Sorry for the delay in posting this blog. Once we leave site there is so much cleaning to be done and equipment to put away It took four Landover loads to get everything returned to the office!
Taking a column tin sample
On the final day of excavation at Willingham Mere we had a lot of work to finish off, recording the final section, cleaning for a full photograph to show all the different deposits in their layers, taking column samples (for further sediment and pollen analysis), lifting the final bits of wood and checking that we hadn’t left anything behind. We then had to back fill using the same machine with which we opened up on day one.
No volunteers or samples left in the hole - excavation complete!

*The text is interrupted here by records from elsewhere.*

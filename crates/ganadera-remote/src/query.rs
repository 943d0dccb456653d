//! # Query Model
//!
//! The small subset of PostgREST reads this registry needs: column
//! selection, `eq` and `in` filters, one ordering and a limit.
//!
//! ```text
//! SelectQuery::all()
//!     .eq("activo", "true")
//!     .order_by("nombre", Direction::Asc)
//!         │
//!         ▼ to_query_pairs()
//! ?select=*&activo=eq.true&order=nombre.asc
//! ```
//!
//! [`SelectQuery::matches`] and [`SelectQuery::apply`] evaluate the same
//! query against JSON rows, for the in-memory store.

use serde_json::Value;
use std::cmp::Ordering;

/// The three remote tables.
#[derive(Debug, Clone, Copy, PartialEq, Eq, Hash)]
pub enum Table {
    Members,
    Categories,
    Transactions,
}

impl Table {
    /// Remote table name.
    pub fn name(self) -> &'static str {
        match self {
            Table::Members => "socios",
            Table::Categories => "tipos_ganado",
            Table::Transactions => "registros",
        }
    }
}

impl std::fmt::Display for Table {
    fn fmt(&self, f: &mut std::fmt::Formatter<'_>) -> std::fmt::Result {
        f.write_str(self.name())
    }
}

#[derive(Debug, Clone, Copy, PartialEq, Eq)]
pub enum Direction {
    Asc,
    Desc,
}

#[derive(Debug, Clone, PartialEq, Eq)]
pub enum Filter {
    /// `column=eq.value`
    Eq { column: String, value: String },
    /// `column=in.(a,b,c)`
    In { column: String, values: Vec<String> },
}

#[derive(Debug, Clone, PartialEq, Eq)]
pub struct Order {
    pub column: String,
    pub direction: Direction,
}

/// A filtered, ordered read.
#[derive(Debug, Clone, PartialEq, Eq)]
pub struct SelectQuery {
    pub columns: String,
    pub filters: Vec<Filter>,
    pub order: Option<Order>,
    pub limit: Option<usize>,
}

impl SelectQuery {
    /// `select=*` with no filters.
    pub fn all() -> Self {
        SelectQuery {
            columns: "*".to_string(),
            filters: Vec::new(),
            order: None,
            limit: None,
        }
    }

    pub fn columns(mut self, columns: impl Into<String>) -> Self {
        self.columns = columns.into();
        self
    }

    pub fn eq(mut self, column: impl Into<String>, value: impl Into<String>) -> Self {
        self.filters.push(Filter::Eq {
            column: column.into(),
            value: value.into(),
        });
        self
    }

    pub fn in_list<I, S>(mut self, column: impl Into<String>, values: I) -> Self
    where
        I: IntoIterator<Item = S>,
        S: Into<String>,
    {
        self.filters.push(Filter::In {
            column: column.into(),
            values: values.into_iter().map(Into::into).collect(),
        });
        self
    }

    pub fn order_by(mut self, column: impl Into<String>, direction: Direction) -> Self {
        self.order = Some(Order {
            column: column.into(),
            direction,
        });
        self
    }

    pub fn limit(mut self, limit: usize) -> Self {
        self.limit = Some(limit);
        self
    }

    /// Query string pairs in PostgREST syntax.
    pub fn to_query_pairs(&self) -> Vec<(String, String)> {
        let mut pairs = vec![("select".to_string(), self.columns.clone())];

        for filter in &self.filters {
            match filter {
                Filter::Eq { column, value } => {
                    pairs.push((column.clone(), format!("eq.{value}")));
                }
                Filter::In { column, values } => {
                    let list: Vec<String> = values.iter().map(|v| quote_list_value(v)).collect();
                    pairs.push((column.clone(), format!("in.({})", list.join(","))));
                }
            }
        }

        if let Some(order) = &self.order {
            let dir = match order.direction {
                Direction::Asc => "asc",
                Direction::Desc => "desc",
            };
            pairs.push(("order".to_string(), format!("{}.{dir}", order.column)));
        }

        if let Some(limit) = self.limit {
            pairs.push(("limit".to_string(), limit.to_string()));
        }

        pairs
    }

    /// True if `row` passes every filter.
    pub fn matches(&self, row: &Value) -> bool {
        self.filters.iter().all(|filter| match filter {
            Filter::Eq { column, value } => cell_text(row.get(column)) == *value,
            Filter::In { column, values } => {
                let cell = cell_text(row.get(column));
                values.iter().any(|v| *v == cell)
            }
        })
    }

    /// Filters, orders and truncates `rows` the way the service would.
    pub fn apply(&self, rows: impl IntoIterator<Item = Value>) -> Vec<Value> {
        let mut rows: Vec<Value> = rows.into_iter().filter(|row| self.matches(row)).collect();

        if let Some(order) = &self.order {
            rows.sort_by(|a, b| {
                let ord = compare_cells(a.get(&order.column), b.get(&order.column));
                match order.direction {
                    Direction::Asc => ord,
                    Direction::Desc => ord.reverse(),
                }
            });
        }

        if let Some(limit) = self.limit {
            rows.truncate(limit);
        }

        if self.columns != "*" {
            let keep: Vec<&str> = self.columns.split(',').map(str::trim).collect();
            for row in &mut rows {
                if let Value::Object(map) = row {
                    map.retain(|key, _| keep.contains(&key.as_str()));
                }
            }
        }

        rows
    }
}

/// PostgREST requires quoting list items that contain reserved characters.
fn quote_list_value(value: &str) -> String {
    if value.contains([',', '(', ')', '"', ' ']) {
        format!("\"{}\"", value.replace('"', "\\\""))
    } else {
        value.to_string()
    }
}

/// Renders a JSON cell the way it appears in a filter value.
fn cell_text(cell: Option<&Value>) -> String {
    match cell {
        None | Some(Value::Null) => "null".to_string(),
        Some(Value::String(s)) => s.clone(),
        Some(other) => other.to_string(),
    }
}

/// Nulls sort last in ascending order, as in Postgres.
fn compare_cells(a: Option<&Value>, b: Option<&Value>) -> Ordering {
    let a = a.filter(|v| !v.is_null());
    let b = b.filter(|v| !v.is_null());
    match (a, b) {
        (None, None) => Ordering::Equal,
        (None, Some(_)) => Ordering::Greater,
        (Some(_), None) => Ordering::Less,
        (Some(Value::Number(x)), Some(Value::Number(y))) => {
            let x = x.as_f64().unwrap_or(0.0);
            let y = y.as_f64().unwrap_or(0.0);
            x.partial_cmp(&y).unwrap_or(Ordering::Equal)
        }
        (Some(Value::Bool(x)), Some(Value::Bool(y))) => x.cmp(y),
        (Some(Value::String(x)), Some(Value::String(y))) => x.cmp(y),
        (Some(x), Some(y)) => x.to_string().cmp(&y.to_string()),
    }
}
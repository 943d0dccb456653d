//! # In-Memory Store
//!
//! A [`TableStore`] kept in process. Used by the test suites and by the
//! CLI's `--offline` mode.
//!
//! Behaves like the service for what the registry relies on: ids are
//! assigned on insert, inserts echo the stored row, reads honour filters,
//! ordering and limits. Failures can be scripted:
//!
//! ```rust,ignore
//! let store = MemoryStore::new();
//! store.fail_next("network down");
//! assert!(store.select(Table::Members, &SelectQuery::all()).await.is_err());
//! assert!(store.select(Table::Members, &SelectQuery::all()).await.is_ok());
//! ```

use async_trait::async_trait;
use serde_json::Value;
use std::collections::{HashMap, VecDeque};
use std::sync::{Arc, Mutex, MutexGuard};
use tracing::debug;
use uuid::Uuid;

use crate::error::{RemoteError, RemoteResult};
use crate::query::{SelectQuery, Table};
use crate::store::TableStore;

/// A scripted answer consumed by the next call.
#[derive(Debug, Clone)]
enum Scripted {
    Fail(String),
    EmptyInsert,
}

#[derive(Debug, Default)]
struct Inner {
    tables: HashMap<Table, Vec<Value>>,
    script: VecDeque<Scripted>,
    calls: usize,
}

/// In-process tables. Cloning shares the same data.
#[derive(Debug, Clone, Default)]
pub struct MemoryStore {
    inner: Arc<Mutex<Inner>>,
}

impl MemoryStore {
    pub fn new() -> Self {
        Self::default()
    }

    fn lock(&self) -> MutexGuard<'_, Inner> {
        // A panic while holding the lock leaves plain data behind; keep going.
        self.inner.lock().unwrap_or_else(|poisoned| poisoned.into_inner())
    }

    /// Puts a row in `table` as-is. Adds an `id` if the row has none.
    pub fn put(&self, table: Table, mut row: Value) -> Value {
        if let Value::Object(map) = &mut row {
            map.entry("id")
                .or_insert_with(|| Value::String(Uuid::new_v4().to_string()));
        }
        self.lock().tables.entry(table).or_default().push(row.clone());
        row
    }

    /// Every stored row of `table`, in insertion order.
    pub fn rows(&self, table: Table) -> Vec<Value> {
        self.lock().tables.get(&table).cloned().unwrap_or_default()
    }

    /// The next call (select or insert) fails with `message`.
    pub fn fail_next(&self, message: impl Into<String>) {
        self.lock().script.push_back(Scripted::Fail(message.into()));
    }

    /// The next insert stores nothing and answers with zero rows.
    pub fn return_no_row_next(&self) {
        self.lock().script.push_back(Scripted::EmptyInsert);
    }

    /// Number of calls served so far.
    pub fn calls(&self) -> usize {
        self.lock().calls
    }
}

#[async_trait]
impl TableStore for MemoryStore {
    async fn select(&self, table: Table, query: &SelectQuery) -> RemoteResult<Vec<Value>> {
        let mut inner = self.lock();
        inner.calls += 1;

        if matches!(inner.script.front(), Some(Scripted::Fail(_))) {
            if let Some(Scripted::Fail(message)) = inner.script.pop_front() {
                return Err(RemoteError::service(503, message));
            }
        }

        let rows = inner.tables.get(&table).cloned().unwrap_or_default();
        let rows = query.apply(rows);
        debug!(%table, count = rows.len(), "Memory select");
        Ok(rows)
    }

    async fn insert(&self, table: Table, mut row: Value) -> RemoteResult<Vec<Value>> {
        let mut inner = self.lock();
        inner.calls += 1;

        match inner.script.pop_front() {
            Some(Scripted::Fail(message)) => return Err(RemoteError::service(400, message)),
            Some(Scripted::EmptyInsert) => return Ok(Vec::new()),
            None => {}
        }

        let Value::Object(map) = &mut row else {
            return Err(RemoteError::service(400, "insert body must be an object"));
        };
        map.insert("id".to_string(), Value::String(Uuid::new_v4().to_string()));

        inner.tables.entry(table).or_default().push(row.clone());
        debug!(%table, "Memory insert");
        Ok(vec![row])
    }
}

The hole is back-filled, and the site is ready to hand back to the farmer
It seems like a long time ago that we opened up, just because of the amount of knowledge that we have gained from a 10x10m excavation.
Over the course of the next few weeks all of the finds will be processed, pulling together the final parts of the jigsaw. So fa, we have a total of 31 bird and fish bones, many environmental samples and two pieces of worked wood. The second piece of worked wood was found right at the last minute before packing up- typical! To round things off nicely, a pair of coots with two young were spotted on the Old West River.
Cleaning our finds in the laboratory
I certainly had a good time digging at Willingham Mere, working with great volunteers and the chaps from the RSPB. I think that everybody enjoyed their experience and learnt a lot about the history of the mere and the surrounding landscape. Thanks to all involved.